## Task directions
The required answer is every line of the data containing the word "Send".
[Data listing]
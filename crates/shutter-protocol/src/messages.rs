//! Command types sent to the shutter controllers.
//!
//! - `Action`: what a shutter should do
//! - `ShutterCommand`: an action addressed to a local shutter on one link
//! - `Command`: an encoded payload ready to be written to a link

use serde::{Deserialize, Serialize};
use shutter_core::{DestinationId, LocalAddress};

use crate::codec::{encode_raw_command, CodecError};

/// Shutter action, encoded on the wire as `0` or `1`.
#[derive(Debug, Clone, Copy, PartialEq, Eq, Hash, Serialize, Deserialize)]
#[serde(rename_all = "lowercase")]
pub enum Action {
    Close,
    Open,
}

impl Action {
    /// Wire code of this action.
    pub fn code(self) -> u8 {
        match self {
            Action::Close => 0,
            Action::Open => 1,
        }
    }

    /// Parse a wire code.
    pub fn from_code(code: u8) -> Option<Self> {
        match code {
            0 => Some(Action::Close),
            1 => Some(Action::Open),
            _ => None,
        }
    }
}

impl std::fmt::Display for Action {
    fn fmt(&self, f: &mut std::fmt::Formatter<'_>) -> std::fmt::Result {
        match self {
            Action::Close => write!(f, "CLOSE"),
            Action::Open => write!(f, "OPEN"),
        }
    }
}

impl std::str::FromStr for Action {
    type Err = CodecError;

    fn from_str(s: &str) -> Result<Self, Self::Err> {
        match s.to_ascii_lowercase().as_str() {
            "open" | "up" | "1" => Ok(Action::Open),
            "close" | "down" | "0" => Ok(Action::Close),
            _ => Err(CodecError::InvalidAction(s.to_string())),
        }
    }
}

/// An action addressed to a shutter by its local address on a link.
#[derive(Debug, Clone, Copy, PartialEq, Eq, Serialize, Deserialize)]
#[serde(rename_all = "camelCase")]
pub struct ShutterCommand {
    pub local_address: LocalAddress,
    pub action: Action,
}

impl ShutterCommand {
    pub fn new(local_address: LocalAddress, action: Action) -> Self {
        Self {
            local_address,
            action,
        }
    }

    /// Encode as a newline-terminated wire line, e.g. `O6:1\n`.
    pub fn encode(&self) -> String {
        format!("{self}\n")
    }
}

impl std::fmt::Display for ShutterCommand {
    fn fmt(&self, f: &mut std::fmt::Formatter<'_>) -> std::fmt::Result {
        write!(f, "O{}:{}", self.local_address, self.action.code())
    }
}

/// An encoded command bound to a link.
///
/// Ephemeral: created per dispatch request and dropped once the write
/// completes or fails. No response is expected.
#[derive(Debug, Clone, PartialEq, Eq)]
pub struct Command {
    /// Identifier of the target link
    pub link: String,
    /// Bytes written to the link, newline included
    pub payload: Vec<u8>,
    /// Global destination, if the command was routed from one
    pub destination: Option<DestinationId>,
}

impl Command {
    /// Build a structured shutter command for a routed destination.
    pub fn shutter(link: &str, destination: DestinationId, cmd: ShutterCommand) -> Self {
        Self {
            link: link.to_string(),
            payload: cmd.encode().into_bytes(),
            destination: Some(destination),
        }
    }

    /// Build a command from a pre-formatted string. A trailing newline is
    /// added if missing.
    pub fn raw(link: &str, text: &str) -> Result<Self, CodecError> {
        Ok(Self {
            link: link.to_string(),
            payload: encode_raw_command(text)?.into_bytes(),
            destination: None,
        })
    }

    /// Payload without the line terminator, for logging.
    pub fn text(&self) -> String {
        String::from_utf8_lossy(&self.payload).trim_end().to_string()
    }
}
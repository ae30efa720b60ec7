//! # shutter-core
//!
//! Core data model for the shutter bridge.
//!
//! This crate provides:
//! - Link and bridge configuration types (`LinkConfig`, `BridgeSettings`)
//! - The static destination route table
//! - State id glob matching
//! - In-memory host state store
//! - Configuration storage abstraction
//!
//! This crate is intentionally runtime-agnostic and contains no async code.
//! The tokio-based dispatcher and event adapter build on top of it.

pub mod config;
pub mod model;
pub mod path;
pub mod route;
pub mod store;

pub use config::{validate_settings, ConfigError, ConfigStorage, JsonFileStorage};
pub use model::*;
pub use path::{PatternError, StatePattern};
pub use route::{Route, RouteError, RouteTable};
pub use store::{MemoryStateStore, StateChange, StateStore};
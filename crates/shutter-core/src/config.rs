//! Configuration storage abstraction.
//!
//! Bridge settings are a single camelCase JSON document. Storage is behind a
//! trait so the binary can read from a file while tests keep documents in
//! memory.
//!
//! Loading does not validate routes; call [`validate_settings`] to build the
//! route table before any port is opened.

use std::path::{Path, PathBuf};

use crate::model::BridgeSettings;
use crate::route::{RouteError, RouteTable};

/// Errors that can occur during configuration operations.
#[derive(Debug)]
pub enum ConfigError {
    /// The configuration document was not found.
    NotFound(String),
    /// Failed to read configuration.
    ReadError(String),
    /// Failed to write configuration.
    WriteError(String),
    /// Configuration data is not a valid settings document.
    InvalidData(String),
    /// Settings parsed but describe an inconsistent route table.
    InvalidRoutes(RouteError),
}

impl std::fmt::Display for ConfigError {
    fn fmt(&self, f: &mut std::fmt::Formatter<'_>) -> std::fmt::Result {
        match self {
            ConfigError::NotFound(key) => write!(f, "Configuration not found: {}", key),
            ConfigError::ReadError(msg) => write!(f, "Read error: {}", msg),
            ConfigError::WriteError(msg) => write!(f, "Write error: {}", msg),
            ConfigError::InvalidData(msg) => write!(f, "Invalid data: {}", msg),
            ConfigError::InvalidRoutes(err) => write!(f, "Invalid routes: {}", err),
        }
    }
}

impl std::error::Error for ConfigError {
    fn source(&self) -> Option<&(dyn std::error::Error + 'static)> {
        match self {
            ConfigError::InvalidRoutes(err) => Some(err),
            _ => None,
        }
    }
}

impl From<RouteError> for ConfigError {
    fn from(err: RouteError) -> Self {
        ConfigError::InvalidRoutes(err)
    }
}

/// Abstract configuration storage.
pub trait ConfigStorage: Send + Sync {
    /// Load bridge settings.
    fn load_settings(&self) -> Result<BridgeSettings, ConfigError>;

    /// Save bridge settings.
    fn save_settings(&self, settings: &BridgeSettings) -> Result<(), ConfigError>;
}

/// File-based storage of a single JSON settings document.
#[derive(Debug, Clone)]
pub struct JsonFileStorage {
    path: PathBuf,
}

impl JsonFileStorage {
    pub fn new(path: impl Into<PathBuf>) -> Self {
        Self { path: path.into() }
    }

    pub fn path(&self) -> &Path {
        &self.path
    }
}

impl ConfigStorage for JsonFileStorage {
    fn load_settings(&self) -> Result<BridgeSettings, ConfigError> {
        let text = std::fs::read_to_string(&self.path).map_err(|e| {
            if e.kind() == std::io::ErrorKind::NotFound {
                ConfigError::NotFound(self.path.display().to_string())
            } else {
                ConfigError::ReadError(format!("{}: {}", self.path.display(), e))
            }
        })?;
        serde_json::from_str(&text).map_err(|e| ConfigError::InvalidData(e.to_string()))
    }

    fn save_settings(&self, settings: &BridgeSettings) -> Result<(), ConfigError> {
        let json = serde_json::to_string_pretty(settings)
            .map_err(|e| ConfigError::WriteError(e.to_string()))?;
        std::fs::write(&self.path, json)
            .map_err(|e| ConfigError::WriteError(format!("{}: {}", self.path.display(), e)))
    }
}

/// Check settings for consistency and build the route table.
pub fn validate_settings(settings: &BridgeSettings) -> Result<RouteTable, ConfigError> {
    if settings.queue_capacity == 0 {
        return Err(ConfigError::InvalidData(
            "queueCapacity must be at least 1".to_string(),
        ));
    }
    if !settings.base_id.is_empty() && !settings.base_id.ends_with('.') {
        return Err(ConfigError::InvalidData(format!(
            "baseId must end with '.': {}",
            settings.base_id
        )));
    }
    Ok(RouteTable::build(&settings.links)?)
}

#[cfg(test)]
mod tests {
    use super::*;
    use crate::model::LinkConfig;
    use std::collections::HashMap;
    use std::sync::RwLock;

    /// In-memory storage for testing.
    struct MemoryConfigStorage {
        data: RwLock<HashMap<String, String>>,
    }

    impl MemoryConfigStorage {
        fn new() -> Self {
            Self {
                data: RwLock::new(HashMap::new()),
            }
        }
    }

    impl ConfigStorage for MemoryConfigStorage {
        fn load_settings(&self) -> Result<BridgeSettings, ConfigError> {
            let data = self.data.read().unwrap();
            let json = data
                .get("settings")
                .ok_or_else(|| ConfigError::NotFound("settings".to_string()))?;
            serde_json::from_str(json).map_err(|e| ConfigError::InvalidData(e.to_string()))
        }

        fn save_settings(&self, settings: &BridgeSettings) -> Result<(), ConfigError> {
            let json = serde_json::to_string(settings)
                .map_err(|e| ConfigError::WriteError(e.to_string()))?;
            self.data
                .write()
                .unwrap()
                .insert("settings".to_string(), json);
            Ok(())
        }
    }

    fn sample_settings() -> BridgeSettings {
        BridgeSettings {
            links: vec![
                LinkConfig::new("OG", "/dev/ttyACM0", (0..8).collect()),
                LinkConfig::new("EG", "/dev/ttyACM1", (8..15).collect()),
            ],
            ..Default::default()
        }
    }

    #[test]
    fn test_settings_round_trip() {
        let storage = MemoryConfigStorage::new();
        storage.save_settings(&sample_settings()).unwrap();

        let loaded = storage.load_settings().unwrap();
        assert_eq!(loaded, sample_settings());
    }

    #[test]
    fn test_missing_settings() {
        let storage = MemoryConfigStorage::new();
        assert!(matches!(
            storage.load_settings(),
            Err(ConfigError::NotFound(_))
        ));
    }

    #[test]
    fn test_file_storage_round_trip() {
        let path = std::env::temp_dir().join(format!(
            "shutter-bridge-config-{}.json",
            std::process::id()
        ));
        let storage = JsonFileStorage::new(&path);

        storage.save_settings(&sample_settings()).unwrap();
        let loaded = storage.load_settings().unwrap();
        std::fs::remove_file(&path).ok();

        assert_eq!(loaded.links.len(), 2);
        assert_eq!(loaded.links[1].path, "/dev/ttyACM1");
    }

    #[test]
    fn test_file_storage_not_found() {
        let storage = JsonFileStorage::new("/nonexistent/shutter-bridge.json");
        assert!(matches!(
            storage.load_settings(),
            Err(ConfigError::NotFound(_))
        ));
    }

    #[test]
    fn test_validate_settings() {
        let table = validate_settings(&sample_settings()).unwrap();
        assert_eq!(table.len(), 15);
    }

    #[test]
    fn test_validate_rejects_overlapping_links() {
        let mut settings = sample_settings();
        settings.links[1].destinations.push(3);

        let err = validate_settings(&settings).unwrap_err();
        assert!(matches!(
            err,
            ConfigError::InvalidRoutes(RouteError::DuplicateDestination { destination: 3, .. })
        ));
        assert!(err.to_string().starts_with("Invalid routes"));
    }

    #[test]
    fn test_validate_rejects_zero_capacity() {
        let settings = BridgeSettings {
            queue_capacity: 0,
            ..sample_settings()
        };
        assert!(matches!(
            validate_settings(&settings),
            Err(ConfigError::InvalidData(_))
        ));
    }

    #[test]
    fn test_validate_rejects_base_id_without_dot() {
        let settings = BridgeSettings {
            base_id: "javascript.0.Rollershutters".to_string(),
            ..sample_settings()
        };
        assert!(matches!(
            validate_settings(&settings),
            Err(ConfigError::InvalidData(_))
        ));
    }
}
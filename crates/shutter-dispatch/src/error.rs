use shutter_core::RouteError;
use shutter_protocol::CodecError;

use crate::link::LinkState;

/// Reasons a dispatch request was not accepted.
///
/// All of these are contained locally: the caller logs and drops the
/// trigger, nothing is retried.
#[derive(Debug, Clone, PartialEq, thiserror::Error)]
pub enum DispatchError {
    #[error(transparent)]
    Route(#[from] RouteError),

    #[error("Link {link} is not open (state: {state}), command dropped")]
    NotOpen { link: String, state: LinkState },

    #[error("Queue for link {link} is full, command dropped")]
    QueueFull { link: String },

    #[error("Unknown link: {0}")]
    UnknownLink(String),

    #[error(transparent)]
    Codec(#[from] CodecError),

    #[error("Dispatcher is shutting down")]
    ShuttingDown,
}
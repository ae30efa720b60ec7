//! Transport seam between serial links and the bytes on the wire.
//!
//! A [`Connector`] opens the transport for a [`LinkConfig`] and hands back a
//! split reader/writer pair. [`SerialConnector`] opens real serial ports via
//! `tokio-serial`; [`MemoryConnector`] backs links with in-memory duplex
//! pipes for tests and dry runs.

use std::collections::HashMap;
use std::io;
use std::sync::Mutex;
use std::time::Duration;

use async_trait::async_trait;
use tokio::io::{AsyncRead, AsyncWrite, DuplexStream};
use tokio_serial::{DataBits, FlowControl, Parity, SerialPortBuilderExt, StopBits};

use shutter_core::LinkConfig;

pub type LinkReader = Box<dyn AsyncRead + Send + Unpin>;
pub type LinkWriter = Box<dyn AsyncWrite + Send + Unpin>;

/// An opened transport, split into independent read and write halves.
pub struct LinkIo {
    pub reader: LinkReader,
    pub writer: LinkWriter,
}

impl LinkIo {
    /// Split a bidirectional stream.
    pub fn new<S>(stream: S) -> Self
    where
        S: AsyncRead + AsyncWrite + Send + 'static,
    {
        let (reader, writer) = tokio::io::split(stream);
        Self {
            reader: Box::new(reader),
            writer: Box::new(writer),
        }
    }
}

/// Opens the transport of a link.
#[async_trait]
pub trait Connector: Send + Sync {
    async fn connect(&self, config: &LinkConfig) -> io::Result<LinkIo>;
}

/// Opens serial ports with 8N1 framing and no flow control.
#[derive(Debug, Clone, Default)]
pub struct SerialConnector;

#[async_trait]
impl Connector for SerialConnector {
    async fn connect(&self, config: &LinkConfig) -> io::Result<LinkIo> {
        let stream = tokio_serial::new(&config.path, config.baud_rate)
            .data_bits(DataBits::Eight)
            .parity(Parity::None)
            .stop_bits(StopBits::One)
            .flow_control(FlowControl::None)
            .open_native_async()
            .map_err(io::Error::from)?;
        Ok(LinkIo::new(stream))
    }
}

/// Default capacity of each in-memory pipe direction.
const MEMORY_PIPE_CAPACITY: usize = 4096;

/// In-memory transport: each link id gets one duplex pipe.
///
/// The device side of every pipe is returned at construction so the caller
/// can play the microcontroller. Links whose id was not registered fail to
/// connect, and each pipe can be connected only once. Devices can be
/// plugged in later with [`MemoryConnector::plug`].
pub struct MemoryConnector {
    links: Mutex<HashMap<String, DuplexStream>>,
    capacity: usize,
    open_delay: Duration,
}

impl MemoryConnector {
    /// Create pipes for the given link ids, returning the device ends.
    pub fn new<I, S>(link_ids: I) -> (Self, HashMap<String, DuplexStream>)
    where
        I: IntoIterator<Item = S>,
        S: Into<String>,
    {
        Self::with_capacity(link_ids, MEMORY_PIPE_CAPACITY)
    }

    /// Like [`MemoryConnector::new`] with an explicit per-direction buffer size.
    ///
    /// Writes block once `capacity` unread bytes are pending on the device end.
    pub fn with_capacity<I, S>(link_ids: I, capacity: usize) -> (Self, HashMap<String, DuplexStream>)
    where
        I: IntoIterator<Item = S>,
        S: Into<String>,
    {
        let mut links = HashMap::new();
        let mut devices = HashMap::new();
        for id in link_ids {
            let id = id.into();
            let (link_end, device_end) = tokio::io::duplex(capacity);
            links.insert(id.clone(), link_end);
            devices.insert(id, device_end);
        }

        (
            Self {
                links: Mutex::new(links),
                capacity,
                open_delay: Duration::ZERO,
            },
            devices,
        )
    }

    /// Delay every connect, keeping links in the opening state for a while.
    pub fn with_open_delay(mut self, delay: Duration) -> Self {
        self.open_delay = delay;
        self
    }

    /// Register a fresh pipe for `link_id` and return its device end.
    ///
    /// Replaces a pipe that was registered but never connected.
    pub fn plug(&self, link_id: impl Into<String>) -> io::Result<DuplexStream> {
        let (link_end, device_end) = tokio::io::duplex(self.capacity);
        self.lock()?.insert(link_id.into(), link_end);
        Ok(device_end)
    }

    fn lock(&self) -> io::Result<std::sync::MutexGuard<'_, HashMap<String, DuplexStream>>> {
        self.links
            .lock()
            .map_err(|_| io::Error::other("memory connector lock poisoned"))
    }
}

#[async_trait]
impl Connector for MemoryConnector {
    async fn connect(&self, config: &LinkConfig) -> io::Result<LinkIo> {
        if !self.open_delay.is_zero() {
            tokio::time::sleep(self.open_delay).await;
        }

        let stream = self
            .lock()?
            .remove(&config.id)
            .ok_or_else(|| {
                io::Error::new(
                    io::ErrorKind::NotFound,
                    format!("no such device: {}", config.path),
                )
            })?;
        Ok(LinkIo::new(stream))
    }
}

#[cfg(test)]
mod tests {
    use super::*;
    use tokio::io::{AsyncReadExt, AsyncWriteExt};

    #[tokio::test]
    async fn test_memory_connector_pipes_bytes() {
        let (connector, mut devices) = MemoryConnector::new(["OG"]);
        let config = LinkConfig::new("OG", "/dev/ttyACM0", vec![0]);

        let mut io = connector.connect(&config).await.unwrap();
        io.writer.write_all(b"O0:1\n").await.unwrap();

        let mut device = devices.remove("OG").unwrap();
        let mut buf = [0u8; 5];
        device.read_exact(&mut buf).await.unwrap();
        assert_eq!(&buf, b"O0:1\n");

        device.write_all(b"ok\n").await.unwrap();
        let mut reply = [0u8; 3];
        io.reader.read_exact(&mut reply).await.unwrap();
        assert_eq!(&reply, b"ok\n");
    }

    #[tokio::test]
    async fn test_memory_connector_unknown_link() {
        let (connector, _devices) = MemoryConnector::new(["OG"]);
        let config = LinkConfig::new("EG", "/dev/ttyACM1", vec![8]);

        let err = connector.connect(&config).await.err().unwrap();
        assert_eq!(err.kind(), io::ErrorKind::NotFound);
        assert!(err.to_string().contains("/dev/ttyACM1"));
    }

    #[tokio::test]
    async fn test_memory_connector_connects_once() {
        let (connector, _devices) = MemoryConnector::new(["OG"]);
        let config = LinkConfig::new("OG", "/dev/ttyACM0", vec![0]);

        assert!(connector.connect(&config).await.is_ok());
        assert!(connector.connect(&config).await.is_err());
    }

    #[tokio::test]
    async fn test_memory_connector_plug_after_failed_connect() {
        let (connector, _devices) = MemoryConnector::new(["EG"]);
        let config = LinkConfig::new("OG", "/dev/ttyACM0", vec![0]);
        assert!(connector.connect(&config).await.is_err());

        let mut device = connector.plug("OG").unwrap();
        let mut io = connector.connect(&config).await.unwrap();
        io.writer.write_all(b"O0:0\n").await.unwrap();

        let mut buf = [0u8; 5];
        device.read_exact(&mut buf).await.unwrap();
        assert_eq!(&buf, b"O0:0\n");
    }

    #[tokio::test]
    async fn test_serial_connector_missing_device() {
        let config = LinkConfig::new("OG", "/dev/shutter-bridge-does-not-exist", vec![0]);
        assert!(SerialConnector.connect(&config).await.is_err());
    }
}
[/Data listing]
## Answer to this problem
pub trait ConfigStorage: Send + Sync {
pub type LinkReader = Box<dyn AsyncRead + Send + Unpin>;
pub type LinkWriter = Box<dyn AsyncWrite + Send + Unpin>;
        S: AsyncRead + AsyncWrite + Send + 'static,
pub trait Connector: Send + Sync {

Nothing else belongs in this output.